Help a Humanities student out. :P

ratboy's avatar

1 + 1 = 0 (mod 2).

What one can prove mathematically depends on which axioms one adopts.

Kurt Goedel, often called “the greatest logician since Aristotle,” concocted a “proof” of God’s existence. He never published it, but he shared it with a few colleagues. I don’t believe that many have found this proof compelling.

Blondesjon's avatar

@Fyrius . . . It’s existence is impossible but also necessary. A very divine integer indeed.

FireMadeFlesh's avatar

God cannot be disproved mathematically. God is a fluid concept, which may adapt to increases in knowledge. However small and complicated the space we leave for him becomes, some people will always find a way to squeeze him into accepted knowledge.

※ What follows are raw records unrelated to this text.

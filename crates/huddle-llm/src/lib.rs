// Claude streaming client and the LLM-backed group namer.

pub mod client;
pub mod naming;

#[cfg(test)]
mod test_support;

pub use client::{ClaudeClient, LlmError};
pub use naming::LlmGroupNamer;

It can be shown that God is unlikely to exist, or that the existence of a God is irrelevant to human life, but that is through philosophical reasoning rather than a mathematical proof.

hiphiphopflipflapflop's avatar

@daemonelson I can out pedantic you. ;) i is strictly the square root of -1.

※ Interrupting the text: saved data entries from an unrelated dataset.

impl AppState {
    pub fn new(
        config: Config,
        namer: Arc<dyn GroupNamer>,
        rng: StdRng,
        task_tx: mpsc::Sender<TaskEvent>,
    ) -> Self {
        let draw = DrawEngine::new(&[], config.draw.allow_repeat);
        let group_size = config.grouping.group_size;
        let theme = config.grouping.theme.clone();

        AppState {
            config,
            roster: Roster::new(),
            draw,
            grouping: GroupingEngine::new(),
            group_size,
            theme,
            active_tab: TabId::Participants,
            last_winner: None,
            namer,
            rng,
            pending_draw: None,
            draw_task: None,
            draw_generation: 0,
            pending_grouping: None,
            naming_task: None,
            naming_generation: 0,
            task_tx,
        }
    }

    /// True while the suspense animation for a pending draw runs.
    pub fn is_drawing(&self) -> bool {
        self.pending_draw.is_some()
    }

    /// Build an `AppSnapshot` from the current application state.
    pub fn build_snapshot(&self) -> AppSnapshot {
        AppSnapshot {
            participants: self.roster.participants().to_vec(),
            duplicate_names: self.roster.duplicate_names().into_iter().collect(),
            small_roster: self.roster.is_small(),
            allow_repeat: self.draw.allow_repeat(),
            pool_size: self.draw.pool_size(),
            history: self.draw.history().iter().cloned().collect(),
            drawing: self.is_drawing(),
            winner: self.last_winner.clone(),
            group_size: self.group_size,
            theme: self.theme.clone(),
            groups: self.grouping.groups().to_vec(),
            generating: self.grouping.is_generating(),
            active_tab: None, // Don't override the user's active tab
        }
    }

    // -----------------------------------------------------------------------
    // Roster
    // -----------------------------------------------------------------------

    /// Push the roster into the draw engine after any roster change. Cancels
    /// a running draw.
    fn roster_changed(&mut self) {
        self.cancel_draw_animation();
        self.draw.set_roster(self.roster.participants());
    }

    pub fn add_names(&mut self, text: &str) -> Notice {
        let added = self.roster.ingest_text(text);
        if added == 0 {
            return Notice::warning("No names found in input");
        }
        self.roster_changed();
        Notice::info(format!("Added {added} participants"))
    }

    pub fn load_file(&mut self, path: &Path) -> Notice {
        match self.roster.ingest_file(path) {
            Ok(0) => Notice::warning(format!("No names found in {}", path.display())),
            Ok(added) => {
                self.roster_changed();
                Notice::info(format!("Added {added} participants from {}", path.display()))
            }
            Err(e) => {
                warn!("Failed to load roster file: {}", e);
                Notice::error(e.to_string())
            }
        }
    }

    pub fn add_samples(&mut self) -> Notice {
        let added = self.roster.add_samples();
        self.roster_changed();
        Notice::info(format!("Added {added} sample participants"))
    }

    pub fn remove_duplicates(&mut self) -> Notice {
        let removed = self.roster.remove_duplicates();
        if removed == 0 {
            return Notice::info("No duplicate names found");
        }
        self.roster_changed();
        Notice::info(format!("Removed {removed} duplicate entries"))
    }

    pub fn clear_roster(&mut self) -> Notice {
        self.roster.clear();
        self.roster_changed();
        Notice::info("Cleared all participants")
    }

    // -----------------------------------------------------------------------
    // Lucky draw
    // -----------------------------------------------------------------------

    /// Select a winner and start the suspense animation. The winner is
    /// committed when the animation finishes.
    pub fn start_draw(&mut self) -> Result<(), DrawError> {
        self.cancel_draw_animation();

        let pending = self.draw.begin_draw(&mut self.rng)?;
        self.draw_generation += 1;
        let generation = self.draw_generation;

        let names: Vec<String> = self.draw.roster().iter().map(|p| p.name.clone()).collect();
        let interval = Duration::from_millis(self.config.draw.animation_interval_ms);
        let duration = Duration::from_millis(self.config.draw.animation_duration_ms);
        let rng = StdRng::seed_from_u64(self.rng.gen());
        let tx = self.task_tx.clone();

        debug!(generation, "starting draw animation");
        self.draw_task = Some(tokio::spawn(run_draw_animation(
            names, interval, duration, rng, tx, generation,
        )));
        self.pending_draw = Some(pending);
        Ok(())
    }

    /// Abort the animation task and drop its pending draw.
    pub fn cancel_draw_animation(&mut self) {
        if let Some(handle) = self.draw_task.take() {
            handle.abort();
            info!("Cancelled draw animation");
        }
        self.pending_draw = None;
    }

    /// Commit the pending draw if `generation` is the current animation.
    pub fn finish_draw(&mut self, generation: u64) -> Option<Notice> {
        if generation != self.draw_generation {
            debug!(generation, current = self.draw_generation, "dropping stale draw finish");
            return None;
        }
        self.draw_task = None;
        let pending = self.pending_draw.take()?;

        match self.draw.commit(pending) {
            Ok(winner) => {
                let notice = Notice::info(format!("Winner: {}", winner.name));
                self.last_winner = Some(winner);
                Some(notice)
            }
            Err(e) => {
                debug!("draw not committed: {}", e);
                None
            }
        }
    }

    pub fn reset_draw(&mut self) -> Notice {
        self.cancel_draw_animation();
        self.draw.reset();
        self.last_winner = None;
        Notice::info("Draw reset: everyone is back in the pool")
    }

    pub fn set_allow_repeat(&mut self, allow_repeat: bool) -> Notice {
        if allow_repeat != self.draw.allow_repeat() {
            self.cancel_draw_animation();
            self.draw.set_allow_repeat(allow_repeat);
        }
        if allow_repeat {
            Notice::info("Repeat winners allowed")
        } else {
            Notice::info("Each participant can win once")
        }
    }

    // -----------------------------------------------------------------------
    // Grouping
    // -----------------------------------------------------------------------

    pub fn set_group_size(&mut self, group_size: usize) -> Option<Notice> {
        if group_size < MIN_GROUP_SIZE {
            return Some(Notice::warning(format!(
                "Group size must be at least {MIN_GROUP_SIZE}"
            )));
        }
        self.group_size = group_size;
        None
    }

    pub fn set_theme(&mut self, theme: &str) -> Notice {
        let theme = theme.trim();
        self.theme = if theme.is_empty() {
            self.config.grouping.theme.clone()
        } else {
            theme.to_string()
        };
        Notice::info(format!("Theme set to {}", self.theme))
    }

    /// Shuffle and partition the roster, then ask the namer for group names
    /// in the background.
    pub fn start_grouping(&mut self) -> Result<(), huddle_core::GroupingError> {
        let pending = self.grouping.begin(
            self.roster.participants(),
            self.group_size,
            &self.theme,
            &mut self.rng,
        )?;
        self.naming_generation += 1;
        let generation = self.naming_generation;

        let namer = Arc::clone(&self.namer);
        let count = pending.group_count();
        let theme = pending.theme().to_string();
        let tx = self.task_tx.clone();

        info!(count, theme = %theme, "requesting group names");
        self.naming_task = Some(tokio::spawn(async move {
            let names = namer.generate_names(count, &theme).await;
            let _ = tx.send(TaskEvent::NamesReady { names, generation }).await;
        }));
        self.pending_grouping = Some(pending);
        Ok(())
    }

    /// Complete the pending grouping if `generation` is the current request.
    pub fn finish_grouping(&mut self, names: Vec<String>, generation: u64) -> Option<Notice> {
        if generation != self.naming_generation {
            debug!(generation, current = self.naming_generation, "dropping stale group names");
            return None;
        }
        self.naming_task = None;
        let pending = self.pending_grouping.take()?;
        let groups = self.grouping.complete(pending, names);
        Some(Notice::info(format!("Created {} groups", groups.len())))
    }

    /// Abort a running naming task and release the grouping engine.
    pub fn cancel_naming_task(&mut self) {
        if let Some(handle) = self.naming_task.take() {
            handle.abort();
            info!("Cancelled group naming task");
        }
        self.pending_grouping = None;
        self.grouping.abandon();
    }

    pub fn export_groups(&self) -> Notice {
        let dir = self.config.export_dir();
        let today = chrono::Local::now().date_naive();
        match write_export(self.grouping.groups(), &dir, today) {
            Ok(path) => Notice::info(format!("Exported to {}", path.display())),
            Err(e) => {
                warn!("Export failed: {}", e);
                Notice::error(format!("Export failed: {e}"))
            }
        }
    }

    /// Abort all background tasks.
    pub fn shutdown(&mut self) {
        self.cancel_draw_animation();
        self.cancel_naming_task();
    }
}

// ---------------------------------------------------------------------------
// Background tasks
// ---------------------------------------------------------------------------

/// Flash random roster names every `interval` until `duration` has elapsed,
/// then report completion.
async fn run_draw_animation(
    names: Vec<String>,
    interval: Duration,
    duration: Duration,
    mut rng: StdRng,
    tx: mpsc::Sender<TaskEvent>,
    generation: u64,
) {
    let started = Instant::now();
    let frames = (duration.as_millis() / interval.as_millis().max(1)).max(1);
    let mut ticker = tokio::time::interval(interval);

    for _ in 0..frames {
        ticker.tick().await;
        if let Some(name) = names.choose(&mut rng) {
            let tick = TaskEvent::DrawTick {
                name: name.clone(),
                generation,
            };
            if tx.send(tick).await.is_err() {
                return;
            }
        }
    }

    tokio::time::sleep_until(started + duration).await;
    let _ = tx.send(TaskEvent::DrawFinished { generation }).await;
}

sqrt(-x) = i sqrt(x), where x is any real number greater than or equal to zero.

@Fyrius A real mutliple of i is called ‘imaginary’. A more general number of the form (a + bi) were a,b are real numbers is called ‘complex’.

An irrational number is a real number that cannot be expressed in the form of a fraction with integers in the numerator and denominator.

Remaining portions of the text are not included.